A young person who is not familiar with these strategic documents misses an opportunity to defend his or her peers. True mastery of these plans allows young people to participate in the important conversations that affect their future.
3. Yes! This is precisely why E2A created TARP. So how did your team decide to use TARP to engage youth in the process of analyzing Niger’s National FP Plan?
I have always worked alongside youth organizations. My goal is to better understand their aspirations and expectations, and how to collaborate and make the most of our collaboration. So, when I heard about TARP, I recognized its potential as a tool for youth advocates of all ages to reflect on how far we have come and what remains to be done.
Specifically, Niger is committed to ensuring that at least 15 percent of the activities funded in our country’s FP Action Plan are dedicated to meeting the needs of young people. With this in mind, Niger is currently in the process of evaluating the 2013–2020 budgeted National FP Action Plan, which will also make it possible to develop our budgeted 2021–2025 National Action Plan.
And that is where we used TARP. Our team had a discussion with various technical partners, including Pathfinder International, the E2A project, and Marie Stopes International. In May 2020, we decided to use TARP to achieve a double objective:
(A) Evaluate Niger’s 2013-2020 budgeted National Action Plan in order to better consider the aspirations of young people in the development of Niger’s next plan.
(B) Create a team of specialists in Niger trained in the use of TARP.
Together, we organized a two-day orientation workshop for national trainers on TARP, which took place in October 2020. Then we held a capacity building workshop for youth organizations on TARP a month later in Niamey.
4. What surprised you most about your experience using TARP?
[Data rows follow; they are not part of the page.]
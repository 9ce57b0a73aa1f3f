//! User actions the controller consumes.

use std::fmt;
use std::str::FromStr;

use serde::{Deserialize, Serialize};

use crate::registry::GeofenceId;

/// One discrete user event.
#[derive(Debug, Clone, PartialEq, Eq, Serialize, Deserialize)]
#[serde(tag = "action", content = "target", rename_all = "snake_case")]
pub enum Action {
    /// Checkbox checked by the user; flies the camera to the geofence.
    ToggleOn(GeofenceId),
    /// Checkbox unchecked by the user.
    ToggleOff(GeofenceId),
    /// Show every row not hidden by the filter.
    SelectAll,
    /// Hide everything, filter or not.
    ClearAll,
    /// Search box text changed.
    Filter(String),
}

impl fmt::Display for Action {
    fn fmt(&self, f: &mut fmt::Formatter<'_>) -> fmt::Result {
        match self {
            Action::ToggleOn(id) => write!(f, "toggle-on={}", id),
            Action::ToggleOff(id) => write!(f, "toggle-off={}", id),
            Action::SelectAll => f.write_str("select-all"),
            Action::ClearAll => f.write_str("clear-all"),
            Action::Filter(term) => write!(f, "filter={}", term),
        }
    }
}

impl FromStr for Action {
    type Err = String;

    /// Parses `toggle-on=<id>`, `toggle-off=<id>`, `select-all`, `clear-all`
    /// and `filter=<term>`.
    fn from_str(s: &str) -> Result<Self, Self::Err> {
        let (verb, arg) = match s.split_once('=') {
            Some((verb, arg)) => (verb.trim(), Some(arg)),
            None => (s.trim(), None),
        };

        match (verb.to_ascii_lowercase().as_str(), arg) {
            ("toggle-on", Some(id)) => Ok(Action::ToggleOn(id.parse()?)),
            ("toggle-off", Some(id)) => Ok(Action::ToggleOff(id.parse()?)),
            ("select-all", None) => Ok(Action::SelectAll),
            ("clear-all", None) => Ok(Action::ClearAll),
            ("filter", Some(term)) => Ok(Action::Filter(term.to_string())),
            ("filter", None) => Ok(Action::Filter(String::new())),
            _ => Err(format!(
                "unknown action '{}' (expected toggle-on=<id>, toggle-off=<id>, select-all, clear-all, filter=<term>)",
                s
            )),
        }
    }
}
//! Row-level ingestion warnings.

use std::fmt;

use serde::{Deserialize, Serialize};

/// Why a row was skipped.
#[derive(Debug, Clone, Copy, PartialEq, Eq, Hash, Serialize, Deserialize)]
#[serde(rename_all = "snake_case")]
pub enum WarningKind {
    /// No geometry column had a value.
    EmptyGeometry,
    /// Geometry text could not be parsed into a ring.
    InvalidGeometry,
}

impl WarningKind {
    /// Get a human-readable label for the warning kind.
    pub fn label(&self) -> &'static str {
        match self {
            WarningKind::EmptyGeometry => "Empty Geometry",
            WarningKind::InvalidGeometry => "Invalid Geometry",
        }
    }
}

/// A skipped row.
#[derive(Debug, Clone, PartialEq, Serialize, Deserialize)]
pub struct IngestWarning {
    #[serde(rename = "type")]
    pub kind: WarningKind,
    /// Zero-based row index in the source (header excluded).
    pub row: usize,
    /// Resolved or placeholder name of the row.
    pub name: String,
    /// Parser message for invalid geometry.
    #[serde(skip_serializing_if = "Option::is_none")]
    pub detail: Option<String>,
}

impl IngestWarning {
    pub fn empty_geometry(row: usize, name: impl Into<String>) -> Self {
        Self {
            kind: WarningKind::EmptyGeometry,
            row,
            name: name.into(),
            detail: None,
        }
    }

    pub fn invalid_geometry(row: usize, name: impl Into<String>, detail: impl Into<String>) -> Self {
        Self {
            kind: WarningKind::InvalidGeometry,
            row,
            name: name.into(),
            detail: Some(detail.into()),
        }
    }
}

impl fmt::Display for IngestWarning {
    fn fmt(&self, f: &mut fmt::Formatter<'_>) -> fmt::Result {
        write!(f, "Row {} ({}): {}", self.row + 1, self.name, self.kind.label())?;
        if let Some(detail) = &self.detail {
            write!(f, ": {}", detail)?;
        }
        Ok(())
    }
}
I was most surprised by the thoughtful and rigorous debates among participants. TARP generated discussions that touched on many different dimensions of the challenges we face in meeting the needs of adolescents and youth—including various themes within sexual and reproductive health as well as regional nuances, issues of equity, and even various socio-economic and political factors.
I also appreciated the way TARP automatically generated the results of your analysis of the plan. Both the discussion and the results can be beneficial as we develop and plan programs.
5. What’s next?
Our next steps include validating the report, sharing results, prioritizing the points to integrate into Niger’s next plan, and finally beginning to draft the next plan. With tools like TARP, as well as key regional and national partnerships—notably Ouagadougou Partnership and FP2030—we will continue to engage young people in a meaningful way. This is our vision. Together, we support young people to become responsible and committed actors in the development of the population and the future of Niger.